//! Weather proxy HTTP server
//!
//! Main entry point for the HTTP API server.

use std::sync::Arc;

use application::{ForecastRelay, UpstreamPort, WeatherAggregator};
use infrastructure::{AppConfig, OpenWeatherAdapter, ServerConfig, init_tracing};
use presentation_http::{RequestIdLayer, routes, state::AppState};
use tokio::{net::TcpListener, signal};
use tower_http::{
    cors::{Any, CorsLayer},
    trace::TraceLayer,
};
use tracing::{info, warn};

#[tokio::main]
async fn main() -> anyhow::Result<()> {
    // A missing .env file is fine
    let dotenv = dotenvy::dotenv();

    // Load configuration; a broken setting stops startup
    let config =
        AppConfig::load().map_err(|e| anyhow::anyhow!("Failed to load configuration: {e}"))?;

    init_tracing(&config.server.log_format);

    info!("Weather proxy v{} starting...", env!("CARGO_PKG_VERSION"));
    if let Ok(path) = dotenv {
        info!(path = %path.display(), "Loaded .env file");
    }

    info!(
        host = %config.server.host,
        port = %config.server.port,
        upstream = %config.openweather.base_url,
        api_key_configured = config.openweather.has_api_key(),
        "Configuration loaded"
    );
    if !config.openweather.has_api_key() {
        warn!("No API key configured; weather and forecast requests will fail with 500");
    }

    // Initialize upstream adapter
    let adapter = OpenWeatherAdapter::new(&config.openweather)
        .map_err(|e| anyhow::anyhow!("Failed to initialize upstream client: {e}"))?;
    let upstream: Arc<dyn UpstreamPort> = Arc::new(adapter);

    // Initialize services
    let api_key = config.openweather.api_key.clone();
    let state = AppState {
        aggregator: Arc::new(WeatherAggregator::new(
            Arc::clone(&upstream),
            api_key.clone(),
        )),
        forecast: Arc::new(ForecastRelay::new(upstream, api_key)),
    };

    // Build router
    let app = routes::create_router(state, config.server.static_dir.as_deref());

    // Add middleware (order matters: last added = outermost)
    let app = app
        .layer(cors_layer(&config.server))
        .layer(TraceLayer::new_for_http())
        .layer(RequestIdLayer::new());

    // Start server
    let addr = config.server.bind_address();
    let listener = TcpListener::bind(&addr).await?;

    info!("Server listening on http://{}", addr);
    if let Some(dir) = &config.server.static_dir {
        info!(dir = %dir, "Serving static files");
    }

    presentation_http::serve(
        listener,
        app,
        shutdown_signal(),
        config.server.shutdown_timeout(),
    )
    .await?;

    info!("Server shutdown complete");

    Ok(())
}

fn cors_layer(server: &ServerConfig) -> CorsLayer {
    if server.allowed_origins.is_empty() {
        // Development mode: allow all origins
        CorsLayer::new()
            .allow_origin(Any)
            .allow_methods(Any)
            .allow_headers(Any)
    } else {
        use axum::http::{HeaderValue, Method};
        let origins: Vec<HeaderValue> = server
            .allowed_origins
            .iter()
            .filter_map(|o| o.parse().ok())
            .collect();
        CorsLayer::new()
            .allow_origin(origins)
            .allow_methods([Method::GET])
            .allow_headers(Any)
    }
}

/// Wait for shutdown signals (SIGINT, SIGTERM)
async fn shutdown_signal() {
    let ctrl_c = async {
        if let Err(e) = signal::ctrl_c().await {
            tracing::error!("Failed to install Ctrl+C handler: {}", e);
        }
    };

    #[cfg(unix)]
    let terminate = async {
        match signal::unix::signal(signal::unix::SignalKind::terminate()) {
            Ok(mut signal) => {
                signal.recv().await;
            },
            Err(e) => {
                tracing::error!("Failed to install SIGTERM handler: {}", e);
                std::future::pending::<()>().await;
            },
        }
    };

    #[cfg(not(unix))]
    let terminate = std::future::pending::<()>();

    tokio::select! {
        () = ctrl_c => {
            info!("Received Ctrl+C, initiating graceful shutdown...");
        }
        () = terminate => {
            info!("Received SIGTERM, initiating graceful shutdown...");
        }
    }
}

※

**Task instructions:** Output the entire listing exactly as written.

**Written response:**
//! Weather proxy HTTP server
//!
//! Main entry point for the HTTP API server.

use std::sync::Arc;

use application::{ForecastRelay, UpstreamPort, WeatherAggregator};
use infrastructure::{AppConfig, OpenWeatherAdapter, ServerConfig, init_tracing};
use presentation_http::{RequestIdLayer, routes, state::AppState};
use tokio::{net::TcpListener, signal};
use tower_http::{
    cors::{Any, CorsLayer},
    trace::TraceLayer,
};
use tracing::{info, warn};

#[tokio::main]
async fn main() -> anyhow::Result<()> {
    // A missing .env file is fine
    let dotenv = dotenvy::dotenv();

    // Load configuration; a broken setting stops startup
    let config =
        AppConfig::load().map_err(|e| anyhow::anyhow!("Failed to load configuration: {e}"))?;

    init_tracing(&config.server.log_format);

    info!("Weather proxy v{} starting...", env!("CARGO_PKG_VERSION"));
    if let Ok(path) = dotenv {
        info!(path = %path.display(), "Loaded .env file");
    }

    info!(
        host = %config.server.host,
        port = %config.server.port,
        upstream = %config.openweather.base_url,
        api_key_configured = config.openweather.has_api_key(),
        "Configuration loaded"
    );
    if !config.openweather.has_api_key() {
        warn!("No API key configured; weather and forecast requests will fail with 500");
    }

    // Initialize upstream adapter
    let adapter = OpenWeatherAdapter::new(&config.openweather)
        .map_err(|e| anyhow::anyhow!("Failed to initialize upstream client: {e}"))?;
    let upstream: Arc<dyn UpstreamPort> = Arc::new(adapter);

    // Initialize services
    let api_key = config.openweather.api_key.clone();
    let state = AppState {
        aggregator: Arc::new(WeatherAggregator::new(
            Arc::clone(&upstream),
            api_key.clone(),
        )),
        forecast: Arc::new(ForecastRelay::new(upstream, api_key)),
    };

    // Build router
    let app = routes::create_router(state, config.server.static_dir.as_deref());

    // Add middleware (order matters: last added = outermost)
    let app = app
        .layer(cors_layer(&config.server))
        .layer(TraceLayer::new_for_http())
        .layer(RequestIdLayer::new());

    // Start server
    let addr = config.server.bind_address();
    let listener = TcpListener::bind(&addr).await?;

    info!("Server listening on http://{}", addr);
    if let Some(dir) = &config.server.static_dir {
        info!(dir = %dir, "Serving static files");
    }

    presentation_http::serve(
        listener,
        app,
        shutdown_signal(),
        config.server.shutdown_timeout(),
    )
    .await?;

    info!("Server shutdown complete");

    Ok(())
}

fn cors_layer(server: &ServerConfig) -> CorsLayer {
    if server.allowed_origins.is_empty() {
        // Development mode: allow all origins
        CorsLayer::new()
            .allow_origin(Any)
            .allow_methods(Any)
            .allow_headers(Any)
    } else {
        use axum::http::{HeaderValue, Method};
        let origins: Vec<HeaderValue> = server
            .allowed_origins
            .iter()
            .filter_map(|o| o.parse().ok())
            .collect();
        CorsLayer::new()
            .allow_origin(origins)
            .allow_methods([Method::GET])
            .allow_headers(Any)
    }
}

/// Wait for shutdown signals (SIGINT, SIGTERM)
async fn shutdown_signal() {
    let ctrl_c = async {
        if let Err(e) = signal::ctrl_c().await {
            tracing::error!("Failed to install Ctrl+C handler: {}", e);
        }
    };

    #[cfg(unix)]
    let terminate = async {
        match signal::unix::signal(signal::unix::SignalKind::terminate()) {
            Ok(mut signal) => {
                signal.recv().await;
            },
            Err(e) => {
                tracing::error!("Failed to install SIGTERM handler: {}", e);
                std::future::pending::<()>().await;
            },
        }
    };

    #[cfg(not(unix))]
    let terminate = std::future::pending::<()>();

    tokio::select! {
        () = ctrl_c => {
            info!("Received Ctrl+C, initiating graceful shutdown...");
        }
        () = terminate => {
            info!("Received SIGTERM, initiating graceful shutdown...");
        }
    }
}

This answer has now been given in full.